*EXERCISE*:
Among the lines below, take the one holding "pub const ALL: [Self;", the one holding "pub const fn label(&self)", and all lines between them. Set them down exactly.
▽
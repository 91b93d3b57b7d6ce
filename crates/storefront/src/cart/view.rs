//! Cart view-model.
//!
//! A pure projection of cart state into display-ready strings. Nothing here
//! touches storage or markup; see [`crate::render`] for the markup adapter.

use std::fmt;
use std::str::FromStr;

use halltek_core::{CartLineItem, CartTotals, CurrencyCode, Price};

/// Message shown in place of the rows when the cart is empty.
pub const EMPTY_CART_MESSAGE: &str = "Your cart is empty.";

/// A control on a cart row, identified in markup by its `data-action` value.
#[derive(Debug, Clone, Copy, PartialEq, Eq, Hash)]
pub enum CartAction {
    Decrease,
    Increase,
    Remove,
}

impl CartAction {
    /// All row controls in display order.
    pub const ALL: [Self; 3] = [Self::Decrease, Self::Increase, Self::Remove];

    /// Value of the `data-action` attribute.
    #[must_use]
    pub const fn as_str(&self) -> &'static str {
        match self {
            Self::Decrease => "decrease",
            Self::Increase => "increase",
            Self::Remove => "remove",
        }
    }

    /// Button label.
    #[must_use]
    pub const fn label(&self) -> &'static str {
        match self {
            Self::Decrease => "-",
            Self::Increase => "+",
            Self::Remove => "×",
        }
    }
}

impl fmt::Display for CartAction {
    fn fmt(&self, f: &mut fmt::Formatter<'_>) -> fmt::Result {
        f.write_str(self.as_str())
    }
}

/// Unknown `data-action` value.
#[derive(Debug, Clone, PartialEq, Eq, thiserror::Error)]
#[error("unknown cart action: {0}")]
pub struct UnknownCartAction(pub String);

impl FromStr for CartAction {
    type Err = UnknownCartAction;

    fn from_str(s: &str) -> Result<Self, Self::Err> {
        match s {
            "decrease" => Ok(Self::Decrease),
            "increase" => Ok(Self::Increase),
            "remove" => Ok(Self::Remove),
            other => Err(UnknownCartAction(other.to_string())),
        }
    }
}

/// One rendered cart row.
#[derive(Debug, Clone, PartialEq, Eq)]
pub struct CartRowView {
    /// Position in the cart; carried as `data-index` on every control.
    pub index: usize,
    pub name: String,
    pub unit_price: String,
    pub quantity: u32,
    pub line_total: String,
    pub image: Option<String>,
    pub actions: [CartAction; 3],
}

/// Cart display data for templates.
#[derive(Debug, Clone, PartialEq, Eq)]
pub struct CartView {
    pub rows: Vec<CartRowView>,
    pub item_count: u64,
    pub total: String,
    /// Set only when `rows` is empty.
    pub empty_message: Option<&'static str>,
}

impl CartView {
    /// Project the cart and its totals into display data.
    ///
    /// `items` come from a [`crate::cart::CartStore`], which keeps every
    /// line total representable.
    #[must_use]
    pub fn build(items: &[CartLineItem], totals: &CartTotals, currency: CurrencyCode) -> Self {
        let fmt_price = |amount| Price::new(amount, currency).display();

        let rows: Vec<CartRowView> = items
            .iter()
            .enumerate()
            .map(|(index, item)| CartRowView {
                index,
                name: item.name.clone(),
                unit_price: fmt_price(item.price),
                quantity: item.quantity,
                line_total: fmt_price(item.line_total().unwrap_or_default()),
                image: item.image.clone(),
                actions: CartAction::ALL,
            })
            .collect();

        let empty_message = rows.is_empty().then_some(EMPTY_CART_MESSAGE);

        Self {
            rows,
            item_count: totals.item_count,
            total: fmt_price(totals.total),
            empty_message,
        }
    }

    /// Create an empty cart.
    #[must_use]
    pub fn empty(currency: CurrencyCode) -> Self {
        Self::build(&[], &CartTotals::default(), currency)
    }

    #[must_use]
    pub fn is_empty(&self) -> bool {
        self.rows.is_empty()
    }
}

/// Whether the cart panel is showing.
#[derive(Debug, Clone, Copy, PartialEq, Eq, Default)]
pub enum PanelState {
    Open,
    #[default]
    Closed,
}

impl PanelState {
    /// The other state.
    #[must_use]
    pub const fn toggled(self) -> Self {
        match self {
            Self::Open => Self::Closed,
            Self::Closed => Self::Open,
        }
    }

    #[must_use]
    pub const fn is_open(self) -> bool {
        matches!(self, Self::Open)
    }
}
△
*RESPONSE BELOW*:
    pub const ALL: [Self; 3] = [Self::Decrease, Self::Increase, Self::Remove];

    /// Value of the `data-action` attribute.
    #[must_use]
    pub const fn as_str(&self) -> &'static str {
        match self {
            Self::Decrease => "decrease",
            Self::Increase => "increase",
            Self::Remove => "remove",
        }
    }

    /// Button label.
    #[must_use]
    pub const fn label(&self) -> &'static str {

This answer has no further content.